Obese patients have been noted to have better prognosis in many conditions including heart failure. We hypothesize that this favorable prognosis for obesity may not be seen in patients with morbid obesity and advanced heart failure. A total of 501 consecutive patients with advanced heart failure referred for heart transplant evaluation to the Cleveland Clinic were studied. Patients were categorized into 3 groups based on their body mass index score as nonobese (≤30 kg/m(2) ), obese (30.1-40 kg/m(2) ), and morbidly obese (≥40 kg/m(2) ). There were fewer cardiovascular risk factors in the morbidly obese group. Unadjusted event-free survival rates were 48.4%, 57.4%, and 28.6% in the nonobese, obese, and morbidly obese groups, respectively (P=.02).
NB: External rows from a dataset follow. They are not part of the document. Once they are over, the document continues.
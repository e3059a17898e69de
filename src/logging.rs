use std::fs;
use tracing_appender::non_blocking::WorkerGuard;
use tracing_subscriber::{fmt, prelude::*, EnvFilter};

const LOG_DIR: &str = "logs";
const LOG_FILE: &str = "word_seeder.log";
const DEFAULT_DIRECTIVE: &str = "word_seeder=info";

/// Initializes the logging system with both console and file output.
///
/// The returned guard must be held until the program exits so the
/// non-blocking file writer flushes its buffered lines.
pub fn init_logging() -> WorkerGuard {
    // Ensure logs directory exists
    let _ = fs::create_dir_all(LOG_DIR);

    // Create a non-blocking file appender for daily log rotation
    let file_appender = tracing_appender::rolling::daily(LOG_DIR, LOG_FILE);
    let (non_blocking_writer, guard) = tracing_appender::non_blocking(file_appender);

    // JSON lines in the file, human-readable lines on the console
    let file_layer = fmt::layer().json().with_writer(non_blocking_writer);
    let console_layer = fmt::layer().with_target(false).with_writer(std::io::stdout);

    let filter =
        EnvFilter::try_from_default_env().unwrap_or_else(|_| EnvFilter::new(DEFAULT_DIRECTIVE));

    tracing_subscriber::registry()
        .with(filter)
        .with(file_layer)
        .with(console_layer)
        .init();

    guard
}
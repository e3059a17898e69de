use metrics::counter;
use std::io::Write;
use tracing::debug;

use crate::error::Result;
use crate::sql;

/// Accumulates value tuples and writes them out as multi-row inserts.
///
/// A statement is written as soon as the batch holds `batch_size` tuples;
/// [`StatementWriter::finish`] writes the final partial batch.
pub struct StatementWriter<W: Write> {
    out: W,
    table: String,
    column: String,
    batch_size: usize,
    batch: Vec<String>,
    statements_written: usize,
}

impl<W: Write> StatementWriter<W> {
    pub fn new(out: W, table: &str, column: &str, batch_size: usize) -> Self {
        Self {
            out,
            table: table.to_string(),
            column: column.to_string(),
            batch_size,
            batch: Vec::with_capacity(batch_size),
            statements_written: 0,
        }
    }

    pub fn write_create_table(&mut self, max_word_length: usize) -> Result<()> {
        let stmt = sql::create_table_statement(&self.table, &self.column, max_word_length);
        self.out.write_all(stmt.as_bytes())?;
        Ok(())
    }

    /// Queue one word; flushes the batch when it becomes full.
    pub fn push(&mut self, word: &str) -> Result<()> {
        self.batch.push(sql::value_tuple(word));
        if self.batch.len() >= self.batch_size {
            self.flush_pending()?;
        }
        Ok(())
    }

    /// Write the current batch as one statement, if it holds anything.
    pub fn flush_pending(&mut self) -> Result<()> {
        if self.batch.is_empty() {
            return Ok(());
        }
        let stmt = sql::insert_ignore_statement(&self.table, &self.column, &self.batch);
        self.out.write_all(stmt.as_bytes())?;
        self.statements_written += 1;
        counter!("seeder_statements_written_total").increment(1);
        debug!(rows = self.batch.len(), "Wrote insert statement");
        self.batch.clear();
        Ok(())
    }

    pub fn statements_written(&self) -> usize {
        self.statements_written
    }

    /// Write any remaining tuples, flush the destination and hand it back.
    pub fn finish(mut self) -> Result<W> {
        self.flush_pending()?;
        self.out.flush()?;
        Ok(self.out)
    }
}
use thiserror::Error;

#[derive(Error, Debug)]
pub enum ConvertError {
    #[error("Source file not found: '{path}'")]
    SourceNotFound { path: String },

    #[error("I/O error: {0}")]
    Io(#[from] std::io::Error),

    #[error("CSV read failed: {0}")]
    Csv(#[from] csv::Error),

    #[error("TOML deserialization failed: {0}")]
    Toml(#[from] toml::de::Error),

    #[error("Configuration error: {0}")]
    Config(String),
}

pub type Result<T> = std::result::Result<T, ConvertError>;
pub mod batch;
pub mod config;
pub mod constants;
pub mod error;
pub mod logging;
pub mod normalize;
pub mod pipeline;
pub mod sql;

pub use config::ConverterConfig;
pub use error::{ConvertError, Result};
pub use pipeline::{Pipeline, RunReport};
//! Result Store - in-memory collection of experiment results
//!
//! Results are unique by experiment name as found on disk (the log file
//! stem). Inserting a name that is
//! already present replaces the earlier result in place (last wins,
//! first position kept), matching overwrite semantics when the same
//! experiment is processed twice.

use std::collections::HashMap;

use super::ExperimentResult;

/// In-memory store for experiment results.
///
/// ## Design
///
/// A vector keeps insertion order for table output; a hash map from
/// name to slot gives O(1) duplicate detection.
#[derive(Debug, Default)]
pub struct ResultStore {
    results: Vec<ExperimentResult>,
    slots: HashMap<String, usize>,
}

impl ResultStore {
    /// Create a new empty result store.
    #[must_use]
    pub fn new() -> Self {
        Self::default()
    }

    /// Check if the store is empty.
    #[must_use]
    pub fn is_empty(&self) -> bool {
        self.results.is_empty()
    }

    /// Get the number of distinct experiments in the store.
    #[must_use]
    pub fn len(&self) -> usize {
        self.results.len()
    }

    /// Insert a result, returning the one it replaced, if any.
    pub fn insert(&mut self, result: ExperimentResult) -> Option<ExperimentResult> {
        let key = result.exp_name().to_string();
        if let Some(&slot) = self.slots.get(&key) {
            return Some(std::mem::replace(&mut self.results[slot], result));
        }
        self.slots.insert(key, self.results.len());
        self.results.push(result);
        None
    }

    /// Get a result by experiment name.
    #[must_use]
    pub fn get(&self, name: &str) -> Option<&ExperimentResult> {
        self.slots.get(name).map(|&slot| &self.results[slot])
    }

    /// Iterate results in first-insertion order.
    pub fn iter(&self) -> impl Iterator<Item = &ExperimentResult> {
        self.results.iter()
    }
}

impl Extend<ExperimentResult> for ResultStore {
    fn extend<I: IntoIterator<Item = ExperimentResult>>(&mut self, iter: I) {
        for result in iter {
            self.insert(result);
        }
    }
}

impl FromIterator<ExperimentResult> for ResultStore {
    fn from_iter<I: IntoIterator<Item = ExperimentResult>>(iter: I) -> Self {
        let mut store = Self::new();
        store.extend(iter);
        store
    }
}

#[cfg(test)]
mod tests {
    use super::*;
    use crate::experiment::{ExperimentName, MetricsRecord};

    fn result(group: &str, name: &str, val: f64) -> ExperimentResult {
        let mut builder = MetricsRecord::builder();
        builder.push_evaluation(10, val - 0.1, val);
        ExperimentResult::new(group, ExperimentName::parse(name).unwrap(), builder.build())
    }

    const A: &str = "exp_001_bs64_nl4_nh4_ne128_bsz8_mi25_dr0.1";
    const B: &str = "exp_002_bs64_nl4_nh4_ne128_bsz8_mi25_dr0.2";

    #[test]
    fn test_store_default() {
        let store = ResultStore::new();
        assert!(store.is_empty());
        assert_eq!(store.len(), 0);
    }

    #[test]
    fn test_store_insert_and_get() {
        let mut store = ResultStore::new();
        assert!(store.insert(result("member1", A, 2.0)).is_none());
        assert!(store.insert(result("member1", B, 1.5)).is_none());

        assert_eq!(store.len(), 2);
        assert!(store.get(A).is_some());
        assert!(store.get("exp_999").is_none());
    }

    #[test]
    fn test_duplicate_name_last_wins_first_position() {
        let mut store = ResultStore::new();
        store.insert(result("member1", A, 2.0));
        store.insert(result("member1", B, 1.5));
        let replaced = store.insert(result("member2", A, 1.0));

        assert_eq!(replaced.unwrap().metrics().final_val_loss(), Some(2.0));
        assert_eq!(store.len(), 2);

        let order: Vec<_> = store.iter().map(|r| r.exp_name().to_string()).collect();
        assert_eq!(order, vec![A.to_string(), B.to_string()]);
        assert_eq!(store.get(A).unwrap().metrics().final_val_loss(), Some(1.0));
        assert_eq!(store.get(A).unwrap().group(), "member2");
    }

    #[test]
    fn test_distinct_stems_with_same_fields_stay_separate() {
        let padded = "exp_1_bs64_nl4_nh4_ne128_bsz8_mi25_dr0.10";
        let store: ResultStore = vec![
            result("member1", A, 2.0),
            ExperimentResult::from_stem("member1", padded, MetricsRecord::new()).unwrap(),
        ]
        .into_iter()
        .collect();

        assert_eq!(store.len(), 2);
        assert!(store.get(A).is_some());
        assert!(store.get(padded).is_some());
    }
}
In univariate analysis, both the nonobese group (hazard ratio [HR], 1.44; 95% confidence interval [CI], 1.09-1.91; P=.01) and the morbidly obese group (HR, 2.46; 95% CI, 1.40-4.30; P=.002) had significantly higher risk of all-cause mortality/transplantation compared with the obese group. This difference persisted in multivariate analysis after adjustment for confounding factors. Our study re-emphasizes the presence of an obesity paradox even in patients with very advanced heart failure. This favorable prognosis, however, may not be relevant in patients with morbidly obesity. Cardiovascular risk factors may not contribute to this phenomenon.

摘要

肥胖患者在包括心力衰竭在内的多种疾病中被发现预后较好。我们推测,在病态肥胖和晚期心力衰竭患者中可能看不到肥胖带来的这种良好预后。对连续501例转诊至克利夫兰诊所进行心脏移植评估的晚期心力衰竭患者进行了研究。根据体重指数评分,患者被分为3组:非肥胖(≤30kg/m²)、肥胖(30.1 - 40kg/m²)和病态肥胖(≥40kg/m²)。病态肥胖组的心血管危险因素较少。非肥胖组、肥胖组和病态肥胖组的未调整无事件生存率分别为48.4%、57.4%和28.6%(P = 0.02)。在单因素分析中,与肥胖组相比,非肥胖组(风险比[HR],1.44;95%置信区间[CI],1.09 - 1.91;P = 0.01)和病态肥胖组(HR,2.46;95%CI,1.40 - 4.30;P = 0.002)的全因死亡率/移植风险显著更高。在对混杂因素进行调整后的多因素分析中,这种差异仍然存在。我们的研究再次强调,即使在非常晚期的心力衰竭患者中也存在肥胖悖论。然而,这种良好的预后可能与病态肥胖患者无关。心血管危险因素可能与这一现象无关。